## Problem description
Please write out each entry exactly as it appears.
——
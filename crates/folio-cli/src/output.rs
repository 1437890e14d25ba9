use serde_json::Value;

use crate::error::CliError;

pub fn render(report: &Value, pretty: bool) -> Result<(), CliError> {
    let payload = if pretty {
        serde_json::to_string_pretty(report)?
    } else {
        serde_json::to_string(report)?
    };
    println!("{payload}");
    Ok(())
}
——
## Answer box
filename crates/folio-cli/src/output.rs
repository 1437890e14d25ba9
use serde_json::Value;

use crate::error::CliError;

pub fn render(report: &Value, pretty: bool) -> Result<(), CliError> {
    let payload = if pretty {
        serde_json::to_string_pretty(report)?
    } else {
        serde_json::to_string(report)?
    };
    println!("{payload}");
    Ok(())
}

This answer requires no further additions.